While many viewed this as merely a ‘fad’ in the early days, more and more people, businesses and investors are starting to realise, acknowledge and admit that technology is clearly the way forward, and must be integrated into everyday life.

But it’s not simply being able to virtually tour a property, diagnose over the internet, or communicate with colleagues and counterparts all over the globe that technology can help with, it’s now having an impact on an often neglected element of healthcare: women’s health.

What is femtech?

Generally speaking, and according to femtechinsider.com, ‘femtech’ refers to: “software, diagnostics, products and services that use technology to support women’s health”.

The categorisation came about accidentally after the founder of period tracking app Clue, Ida Tun, introduced it as such to her mainly male investors.

While it has come under some scrutiny for not being inclusive (by definition excluding trans men), and that it is liable to encourage the Pink Tax, these are often refuted due to the latter mainly being aimed at products rather than services, and the fact that it is often understood as ‘a technology that improves women’s lives’ to counter the former (as that’s exactly what it does – more medtech, less lifestyle).

Femtech is more than period trackers; the category now encompasses pregnancy, sexual health, chronic disease and maternal care amongst many other.

What’s going on with Femtech investment?

While appetite for anything technology related is increasing, the world has started to realise that female consumer power has arrived – and the force is strong.

Global venture capital investment in femtech surpassed $1.2 billion for the first time ever in 2021 with some very big deals crossing the line ($80 million in Elvie, $75 million in Carrot and $50 million in Flo).

And while some deals are big, others are gigantic. Understood to be the largest amount of femtech funding raised ever, Maven Clinic reached unicorn status with investment of $110 million.

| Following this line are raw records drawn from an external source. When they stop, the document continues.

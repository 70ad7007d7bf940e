//! For some reason, the mongodb crate doesn't provide error code constants.
//! This module fills in the gaps.

use mongodb::error::{BulkWriteFailure, Error as DbError, ErrorKind, WriteFailure};

pub const DUPLICATE_KEY: i32 = 11000;

/// Return true if the given error was caused by a unique index rejecting a write.
pub fn is_duplicate_key_error(err: &DbError) -> bool {
    match *err.kind {
        ErrorKind::Write(WriteFailure::WriteError(ref e)) => e.code == DUPLICATE_KEY,
        ErrorKind::BulkWrite(BulkWriteFailure {
            write_errors: Some(ref errors),
            ..
        }) => errors.iter().any(|e| e.code == DUPLICATE_KEY),
        ErrorKind::Command(ref e) => e.code == DUPLICATE_KEY,
        _ => false,
    }
}
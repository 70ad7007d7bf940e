use std::{collections::HashMap, sync::Arc};

use chrono::Utc;
use log::info;
use mongodb::{
    bson::{self, doc},
    error::Error as DbError,
};
use rocket::tokio::sync::{Mutex, OwnedRwLockReadGuard, OwnedRwLockWriteGuard, RwLock};
use thiserror::Error;

use crate::model::{
    common::{ElectionId, ElectionState},
    db::election::Election,
    mongodb::u32_id_filter,
};

use super::Ledger;

#[derive(Debug, Error)]
pub enum LifecycleError {
    #[error("Election {0} not found")]
    NotFound(ElectionId),
    #[error("Election {election_id} is {from} and cannot become {to}")]
    InvalidTransition {
        election_id: ElectionId,
        from: ElectionState,
        to: ElectionState,
    },
    #[error("Election {election_id} is {state} and not accepting votes")]
    NotAcceptingVotes {
        election_id: ElectionId,
        state: ElectionState,
    },
    #[error(transparent)]
    Db(#[from] DbError),
}

/// Per-election locks ordering votes against state transitions.
///
/// Votes hold an election's lock shared while they check that it is running and
/// record themselves. Starting and ending hold it exclusively. So a vote either
/// lands before the election ends and is counted, or sees it ended and is rejected.
#[derive(Clone, Default)]
pub struct LifecycleLocks {
    locks: Arc<Mutex<HashMap<ElectionId, Arc<RwLock<()>>>>>,
}

impl LifecycleLocks {
    async fn lock_for(&self, election_id: ElectionId) -> Arc<RwLock<()>> {
        self.locks
            .lock()
            .await
            .entry(election_id)
            .or_default()
            .clone()
    }

    pub async fn shared(&self, election_id: ElectionId) -> OwnedRwLockReadGuard<()> {
        self.lock_for(election_id).await.read_owned().await
    }

    pub async fn exclusive(&self, election_id: ElectionId) -> OwnedRwLockWriteGuard<()> {
        self.lock_for(election_id).await.write_owned().await
    }

    /// Drop the lock of an election that can no longer change state.
    ///
    /// Callers still holding or awaiting the old lock finish on it, and then
    /// find the election ended.
    pub async fn forget(&self, election_id: ElectionId) {
        self.locks.lock().await.remove(&election_id);
    }

    #[cfg(test)]
    pub async fn tracked(&self) -> usize {
        self.locks.lock().await.len()
    }
}

impl Ledger {
    /// Open an election for voting.
    ///
    /// Elections with a time limit are scheduled to close once it runs out.
    pub async fn start_election(&self, election_id: ElectionId) -> Result<Election, LifecycleError> {
        // Only elections that exist and could start get a lock.
        ensure_transition(&self.election(election_id).await?, ElectionState::Started)?;
        let _exclusive = self.locks.exclusive(election_id).await;
        let election = self.election(election_id).await?;
        ensure_transition(&election, ElectionState::Started)?;

        let started_at = Utc::now();
        let ends_at = election.closing_time(started_at);
        let filter = doc! {
            "_id": election_id,
            "state": ElectionState::Created,
        };
        let update = doc! {
            "$set": {
                "state": ElectionState::Started,
                "started_at": bson::DateTime::from_chrono(started_at),
                "ends_at": ends_at.map(bson::DateTime::from_chrono),
            }
        };
        let result = self
            .store
            .coll::<Election>()
            .update_one(filter, update, None)
            .await?;
        if result.modified_count != 1 {
            // Someone else moved it first.
            return Err(self.transition_error(election_id, ElectionState::Started).await);
        }

        if let Some(ends_at) = ends_at {
            self.closers.schedule(self.clone(), election_id, ends_at).await;
        }
        info!("Started election {election_id}");
        self.election(election_id).await
    }

    /// Close an election and tally its votes.
    pub async fn end_election(&self, election_id: ElectionId) -> Result<Election, LifecycleError> {
        let election = self.close_election(election_id).await?;
        self.closers.cancel(election_id).await;
        Ok(election)
    }

    /// Move a running election to `Ended` and aggregate its votes, as one transaction.
    pub(super) async fn close_election(
        &self,
        election_id: ElectionId,
    ) -> Result<Election, LifecycleError> {
        ensure_transition(&self.election(election_id).await?, ElectionState::Ended)?;
        let _exclusive = self.locks.exclusive(election_id).await;
        let election = self.election(election_id).await?;
        ensure_transition(&election, ElectionState::Ended)?;

        let mut session = self.store.start_transaction().await?;
        let filter = doc! {
            "_id": election_id,
            "state": ElectionState::Started,
        };
        let update = doc! {
            "$set": {
                "state": ElectionState::Ended,
                "ended_at": bson::DateTime::from_chrono(Utc::now()),
            }
        };
        let result = self
            .store
            .coll::<Election>()
            .update_one_with_session(filter, update, None, &mut session)
            .await?;
        if result.modified_count != 1 {
            session.abort_transaction().await?;
            return Err(self.transition_error(election_id, ElectionState::Ended).await);
        }
        let tallies = self.aggregate_in(election_id, &mut session).await?;
        session.commit_transaction().await?;
        self.locks.forget(election_id).await;

        let total: u64 = tallies.iter().map(|tally| tally.votes).sum();
        info!(
            "Ended election {election_id}: {total} votes in {} tallies",
            tallies.len()
        );
        self.election(election_id).await
    }

    async fn election(&self, election_id: ElectionId) -> Result<Election, LifecycleError> {
        self.store
            .coll::<Election>()
            .find_one(u32_id_filter(election_id), None)
            .await?
            .ok_or(LifecycleError::NotFound(election_id))
    }

    /// Explain why an election could not move to `to`, based on its current state.
    async fn transition_error(&self, election_id: ElectionId, to: ElectionState) -> LifecycleError {
        match self.election(election_id).await {
            Ok(election) => LifecycleError::InvalidTransition {
                election_id,
                from: election.state,
                to,
            },
            Err(err) => err,
        }
    }
}

fn ensure_transition(election: &Election, to: ElectionState) -> Result<(), LifecycleError> {
    if election.state.can_become(to) {
        Ok(())
    } else {
        Err(LifecycleError::InvalidTransition {
            election_id: election.id,
            from: election.state,
            to,
        })
    }
}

And the big factor? Women are more engaged in healthcare than men. In the US, women spend $500 million a year on medical expenses, and a survey by the US Department of Labor found that women make 70 per cent of the family’s healthcare decisions.

What’s behind this boom in investment?

For many, there are two key trends: Covid and feminism.

Across almost every industry, experts claim technological advancement accelerated spectacularly from March 2020, with projects expected to be completed within five years often being finished within eight weeks to meet a growing need.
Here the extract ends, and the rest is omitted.